Esta historia sucedió en una capital centroamericana, donde mi esposo trabajaba como diplomático.

Faltaba una semana para la Navidad, y la Asociación de esposas de los diplomáticos había proyectado una fiesta de Navidad en el asilo de ancianos. En mi calidad de secretaria, tuve que telefonear a todas las asociadas para pedirles que prepararan algún plato y fueran a atender personalmente a los ancianos. La mayoría contestaba que encantada prepararía un pastel, pero que no tenían tiempo para asistir a la fiesta.

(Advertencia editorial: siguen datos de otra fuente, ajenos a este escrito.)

#[cfg(test)]
mod tests {
  use marks_core::{
    grade::LetterGrade,
    gradebook::Gradebook,
    record::{Category, Requirement},
  };
  use marks_store_sqlite::SqliteStore;

  use super::*;

  async fn app(autosave: bool) -> App<SqliteStore> {
    let store = SqliteStore::open_in_memory().await.unwrap();
    App::new(store, Session::new(Gradebook::new()), autosave)
  }

  fn key(code: KeyCode) -> KeyEvent { KeyEvent::new(code, KeyModifiers::NONE) }

  async fn press(app: &mut App<SqliteStore>, codes: &[KeyCode]) {
    for code in codes {
      assert!(app.handle_key(key(*code)).await.unwrap());
    }
  }

  async fn type_text(app: &mut App<SqliteStore>, text: &str) {
    for c in text.chars() {
      press(app, &[KeyCode::Char(c)]).await;
    }
  }

  /// Move to `column` and enter `value` into it.
  async fn fill(app: &mut App<SqliteStore>, column: Column, value: &str) {
    app.column = column;
    press(app, &[KeyCode::Enter]).await;
    let len = app.input.as_ref().map(String::len).unwrap_or_default();
    for _ in 0..len {
      press(app, &[KeyCode::Backspace]).await;
    }
    type_text(app, value).await;
    press(app, &[KeyCode::Enter]).await;
  }

  #[test]
  fn parse_number_handles_odd_input() {
    assert_eq!(parse_number(""), 0);
    assert_eq!(parse_number("17"), 17);
    assert_eq!(parse_number("-"), 0);
    assert_eq!(parse_number("99999999999999999999999"), i64::MAX);
  }

  #[tokio::test]
  async fn algorithms_through_the_grid() {
    let mut app = app(true).await;
    press(&mut app, &[KeyCode::Char('a')]).await;
    assert_eq!(app.session.records().len(), 1);

    app.column = Column::Category;
    press(&mut app, &[KeyCode::Enter]).await;
    app.column = Column::Requirement;
    press(&mut app, &[KeyCode::Enter]).await;
    fill(&mut app, Column::Subject, "Algorithms").await;
    fill(&mut app, Column::Credit, "3").await;
    fill(&mut app, Column::Attendance, "18").await;
    fill(&mut app, Column::Assignment, "19").await;
    fill(&mut app, Column::Midterm, "28").await;
    fill(&mut app, Column::Final, "29").await;

    let r = app.cursor_record().unwrap();
    assert_eq!(r.category, Category::Major);
    assert_eq!(r.requirement, Requirement::Required);
    assert!(!app.session.is_saved());

    press(&mut app, &[KeyCode::Char('s')]).await;
    let r = app.cursor_record().unwrap();
    assert_eq!(r.total, 94);
    assert_eq!(r.grade, Some(LetterGrade::AZero));

    let stored = app.store.load().await.unwrap();
    assert_eq!(&stored, app.session.book());
  }

  #[tokio::test]
  async fn typed_scores_are_clamped() {
    let mut app = app(true).await;
    press(&mut app, &[KeyCode::Char('a')]).await;
    fill(&mut app, Column::Credit, "3").await;
    fill(&mut app, Column::Midterm, "45").await;
    assert_eq!(app.cursor_record().unwrap().midterm, 30);

    app.column = Column::Midterm;
    press(&mut app, &[KeyCode::Char('+')]).await;
    assert_eq!(app.cursor_record().unwrap().midterm, 30);
    press(&mut app, &[KeyCode::Char('-')]).await;
    assert_eq!(app.cursor_record().unwrap().midterm, 29);
  }

  #[tokio::test]
  async fn pass_fail_disables_coursework_cells() {
    let mut app = app(true).await;
    press(&mut app, &[KeyCode::Char('a')]).await;
    fill(&mut app, Column::Attendance, "12").await;
    fill(&mut app, Column::Credit, "1").await;
    assert_eq!(app.cursor_record().unwrap().attendance, 0);

    app.column = Column::Attendance;
    press(&mut app, &[KeyCode::Enter]).await;
    assert!(app.input.is_none());
  }

  #[tokio::test]
  async fn duplicate_add_leaves_year_unchanged() {
    let mut app = app(true).await;
    press(&mut app, &[KeyCode::Char('a'), KeyCode::Char('a')]).await;
    assert_eq!(app.session.records().len(), 1);
    assert!(app.session.visible_notice(Instant::now()).is_some());
  }

  #[tokio::test]
  async fn duplicate_edit_shows_modal_alert() {
    let mut app = app(true).await;
    press(&mut app, &[KeyCode::Char('a')]).await;
    fill(&mut app, Column::Subject, "Ethics").await;
    press(&mut app, &[KeyCode::Char('a')]).await;
    fill(&mut app, Column::Subject, "Ethics").await;

    assert!(app.session.alert().is_some());
    assert_eq!(app.cursor_record().unwrap().subject, "");

    // Keys other than dismissal are swallowed while the alert is up.
    press(&mut app, &[KeyCode::Char('a')]).await;
    assert_eq!(app.session.records().len(), 2);
    press(&mut app, &[KeyCode::Esc]).await;
    assert!(app.session.alert().is_none());
  }

  #[tokio::test]
  async fn delete_selected_row() {
    let mut app = app(true).await;
    press(&mut app, &[KeyCode::Char('a')]).await;
    fill(&mut app, Column::Subject, "Ethics").await;
    press(&mut app, &[KeyCode::Char('a')]).await;

    // Nothing selected: delete is a no-op.
    press(&mut app, &[KeyCode::Char('d')]).await;
    assert_eq!(app.session.records().len(), 2);

    press(&mut app, &[KeyCode::Char(' '), KeyCode::Char('d')]).await;
    assert_eq!(app.session.records().len(), 1);
    assert_eq!(app.row_cursor, 0);
    assert_eq!(app.store.load().await.unwrap().len(), 1);
  }

  #[tokio::test]
  async fn year_switch_resets_cursor_and_saved() {
    let mut app = app(true).await;
    press(&mut app, &[KeyCode::Char('a'), KeyCode::Char('s')]).await;
    assert!(app.session.is_saved());

    press(&mut app, &[KeyCode::Char('2')]).await;
    assert_eq!(app.session.year(), Year::Second);
    assert!(!app.session.is_saved());
    assert!(app.session.records().is_empty());

    press(&mut app, &[KeyCode::Tab]).await;
    assert_eq!(app.session.year(), Year::Third);
  }

  #[tokio::test]
  async fn without_autosave_writes_on_save_and_quit() {
    let mut app = app(false).await;
    press(&mut app, &[KeyCode::Char('a')]).await;
    assert!(app.store.raw_blob().await.unwrap().is_none());

    press(&mut app, &[KeyCode::Char('s')]).await;
    assert_eq!(app.store.load().await.unwrap().len(), 1);

    fill(&mut app, Column::Subject, "Ethics").await;
    assert!(!app.handle_key(key(KeyCode::Char('q'))).await.unwrap());
    let stored = app.store.load().await.unwrap();
    assert_eq!(stored.all_records().next().unwrap().subject, "Ethics");
  }

  #[tokio::test]
  async fn escape_cancels_typing() {
    let mut app = app(true).await;
    press(&mut app, &[KeyCode::Char('a')]).await;
    app.column = Column::Subject;
    press(&mut app, &[KeyCode::Enter]).await;
    type_text(&mut app, "Draft").await;
    press(&mut app, &[KeyCode::Esc]).await;
    assert!(app.input.is_none());
    assert_eq!(app.cursor_record().unwrap().subject, "");
  }

  #[tokio::test]
  async fn app_owns_its_store() {
    let mut app = app(true).await;
    press(&mut app, &[KeyCode::Char('a')]).await;

    let App { store, .. } = app;
    assert_eq!(store.load().await.unwrap().len(), 1);
  }
}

Me molestó constatar que tan sólo ocho de treinta y cinco asociadas dijeron que vendrían a ayudar ¡y tenemos que servir a casi doscientos ancianos!.

El día de la fiesta llegué al asilo a tiempo, y Gladys, la presidenta de la asociación, ya se encontraba tras la larga mesa, en la que cada una iba dejando su pastel. La esposa del embajador americano estaba preparando el ponche y cortando pasteles. Las pocas señoras que se habían comprometido a ayudar, colocaban los adornos de Navidad, organizaban las sillas y realizaban los diversos trabajitos necesarios para poner en marcha la fiesta. Qué lástima. Habría deseado que más señoras hubieran querido ayudar.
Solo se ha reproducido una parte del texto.